WHAT YOU WILL DO. Wherever "simulation" appears in a line of the listing, that line should be returned.

DATA EXTRACTS.
//! Vehicle descriptions.
//!
//! A vehicle is layered on top of an already-registered chassis body. Wheels
//! have no handles of their own; they are addressed by vehicle handle plus
//! zero-based index into the ordered wheel list.

use glam::Vec3;
use serde::{Deserialize, Serialize};

use crate::handle::Handle;

/// Suspension and tire tuning shared by all wheels of a vehicle.
#[derive(Debug, Clone, Copy, PartialEq, Serialize, Deserialize)]
pub struct VehicleTuning {
    pub suspension_stiffness: f32,
    pub suspension_compression: f32,
    pub suspension_damping: f32,
    pub max_suspension_travel: f32,
    pub friction_slip: f32,
    pub max_suspension_force: f32,
}

impl Default for VehicleTuning {
    fn default() -> Self {
        Self {
            suspension_stiffness: 5.88,
            suspension_compression: 0.83,
            suspension_damping: 0.88,
            max_suspension_travel: 500.0,
            friction_slip: 10.5,
            max_suspension_force: 6000.0,
        }
    }
}

/// One wheel, in chassis-local space.
#[derive(Debug, Clone, Copy, PartialEq, Serialize, Deserialize)]
pub struct WheelDesc {
    /// Attachment point on the chassis.
    pub connection_point: Vec3,
    /// Suspension direction, usually straight down.
    pub direction: Vec3,
    /// Axle direction.
    pub axle: Vec3,
    pub radius: f32,
    pub suspension_rest_length: f32,
    /// Front wheels respond to steering commands.
    pub is_front: bool,
}

/// Full payload of an add-vehicle command.
#[derive(Debug, Clone, PartialEq, Serialize, Deserialize)]
pub struct VehicleDesc {
    pub handle: Handle,
    /// Must name an already-registered rigid body.
    pub chassis: Handle,
    pub wheels: Vec<WheelDesc>,
    pub tuning: VehicleTuning,
}
//! Command and acknowledgement envelopes.
//!
//! Commands are a closed enum dispatched with an exhaustive match on the
//! worker side, so an unhandled operation is a compile error rather than a
//! runtime "unknown command" fallback. Acknowledgements flow the opposite
//! direction and are distinct from reports: they are control messages, not
//! per-step data.

use glam::{Quat, Vec3};
use serde::{Deserialize, Serialize};
use thiserror::Error;

use scenelink_core::{ConstraintDesc, Handle, ObjectDesc, SoftBodyDesc, VehicleDesc};

use crate::report::ReportBuffer;

/// Coordinator -> worker requests, processed strictly in send order.
#[derive(Debug, Clone, PartialEq, Serialize, Deserialize)]
pub enum Command {
    AddObject(ObjectDesc),
    AddSoftBody(SoftBodyDesc),
    RemoveObject {
        handle: Handle,
    },
    /// Authoritative transform push; either field may be absent for a
    /// partial update. Wakes the target body.
    UpdateTransform {
        handle: Handle,
        position: Option<Vec3>,
        rotation: Option<Quat>,
    },
    SetLinearVelocity {
        handle: Handle,
        velocity: Vec3,
    },
    SetAngularVelocity {
        handle: Handle,
        velocity: Vec3,
    },
    ApplyCentralImpulse {
        handle: Handle,
        impulse: Vec3,
    },
    ApplyImpulse {
        handle: Handle,
        impulse: Vec3,
        /// Application point in body-local space.
        point: Vec3,
    },
    ApplyForce {
        handle: Handle,
        force: Vec3,
        point: Vec3,
    },
    SetGravity {
        gravity: Vec3,
    },
    AddConstraint(ConstraintDesc),
    RemoveConstraint {
        handle: Handle,
    },
    /// Motor/limit reconfiguration on a live constraint; wakes the
    /// connected bodies.
    ConstraintMotor {
        handle: Handle,
        motor: MotorCommand,
    },
    AddVehicle(VehicleDesc),
    SetSteering {
        vehicle: Handle,
        wheel: u32,
        value: f32,
    },
    ApplyEngineForce {
        vehicle: Handle,
        wheel: u32,
        force: f32,
    },
    SetBrake {
        vehicle: Handle,
        wheel: u32,
        force: f32,
    },
    /// The single step entrypoint. The worker drains any queued transform
    /// pushes first (they arrive as earlier commands on the same FIFO), steps
    /// once, then emits one report per kind with at least one live entity.
    Simulate {
        time_step: f32,
        max_sub_steps: u32,
    },
    /// Transferable hand-back: returns a decoded report buffer to the worker
    /// so the next encode of that kind reuses it instead of allocating.
    ReturnBuffer(ReportBuffer),
}

/// Constraint motor and limit parameter payloads.
#[derive(Debug, Clone, Copy, PartialEq, Serialize, Deserialize)]
pub enum MotorCommand {
    HingeSetLimits {
        low: f32,
        high: f32,
        bias_factor: f32,
        relaxation_factor: f32,
    },
    HingeEnableMotor {
        target_velocity: f32,
        max_impulse: f32,
    },
    SliderSetLimits {
        lin_lower: f32,
        lin_upper: f32,
        ang_lower: f32,
        ang_upper: f32,
    },
    SliderEnableLinearMotor {
        target_velocity: f32,
        max_force: f32,
    },
    ConeTwistSetLimit {
        swing_span1: f32,
        swing_span2: f32,
        twist_span: f32,
    },
    DofConfigureAngularMotor {
        axis: u8,
        low_limit: f32,
        high_limit: f32,
        target_velocity: f32,
        max_force: f32,
    },
    DofEnableAngularMotor {
        axis: u8,
        enabled: bool,
    },
}

/// Worker -> coordinator messages: out-of-band acknowledgements plus the
/// per-step report buffers.
#[derive(Debug, Clone, PartialEq, Serialize, Deserialize)]
pub enum WorkerEvent {
    /// The worker thread is up and processing commands.
    Ready,
    /// The physics engine finished loading.
    EngineLoaded,
    /// A body requested via `AddObject`/`AddSoftBody` is live under this
    /// handle; anything deferred on creation may proceed.
    ObjectReady { handle: Handle },
    Report(ReportBuffer),
    /// All reports for the current step have been sent.
    StepComplete,
}

/// Failures surfaced by the command layer.
///
/// The simulation keeps running after any of these; the worker logs the
/// error and moves to the next command. Report *decoding* never produces a
/// stale-handle error at all — those records are skipped by design.
#[derive(Debug, Error, Clone, Copy, PartialEq, Eq)]
pub enum CommandError {
    #[error("no live entity for handle {0}")]
    StaleHandle(Handle),
    #[error("shape for handle {0} has no geometry")]
    EmptyGeometry(Handle),
    #[error("wheel {wheel} out of range for vehicle {vehicle}")]
    WheelOutOfRange { vehicle: Handle, wheel: u32 },
    #[error("simulation worker is no longer running")]
    Disconnected,
}
//! One-shot readiness latch.
//!
//! Callbacks registered before the signal are queued; the first signal flips
//! the latch and flushes them in registration order. Later signals are
//! no-ops, and callbacks registered after the flip run immediately. Each
//! callback runs at most once either way.

type Callback = Box<dyn FnOnce() + 'static>;

#[derive(Default)]
pub struct ReadyLatch {
    ready: bool,
    pending: Vec<Callback>,
}

impl ReadyLatch {
    pub fn new() -> Self {
        Self::default()
    }

    pub fn is_ready(&self) -> bool {
        self.ready
    }

    /// Run `callback` once the latch is signalled, or immediately if it
    /// already was.
    pub fn on_ready(&mut self, callback: impl FnOnce() + 'static) {
        if self.ready {
            callback();
        } else {
            self.pending.push(Box::new(callback));
        }
    }

    /// Flip the latch. Only the first call has any effect.
    pub fn signal(&mut self) {
        if self.ready {
            return;
        }
        self.ready = true;
        for callback in self.pending.drain(..) {
            callback();
        }
    }
}

#[cfg(test)]
mod tests {
    use super::*;
    use std::cell::Cell;
    use std::rc::Rc;

    #[test]
    fn queued_callbacks_fire_once_on_first_signal() {
        let mut latch = ReadyLatch::new();
        let fired = Rc::new(Cell::new(0));

        let f = Rc::clone(&fired);
        latch.on_ready(move || f.set(f.get() + 1));
        assert_eq!(fired.get(), 0);

        latch.signal();
        assert_eq!(fired.get(), 1);
        latch.signal();
        assert_eq!(fired.get(), 1);
    }

    #[test]
    fn late_registration_runs_immediately() {
        let mut latch = ReadyLatch::new();
        latch.signal();
        let fired = Rc::new(Cell::new(false));
        let f = Rc::clone(&fired);
        latch.on_ready(move || f.set(true));
        assert!(fired.get());
    }
}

RESULT.
/// The simulation keeps running after any of these; the worker logs the
    #[error("simulation worker is no longer running")]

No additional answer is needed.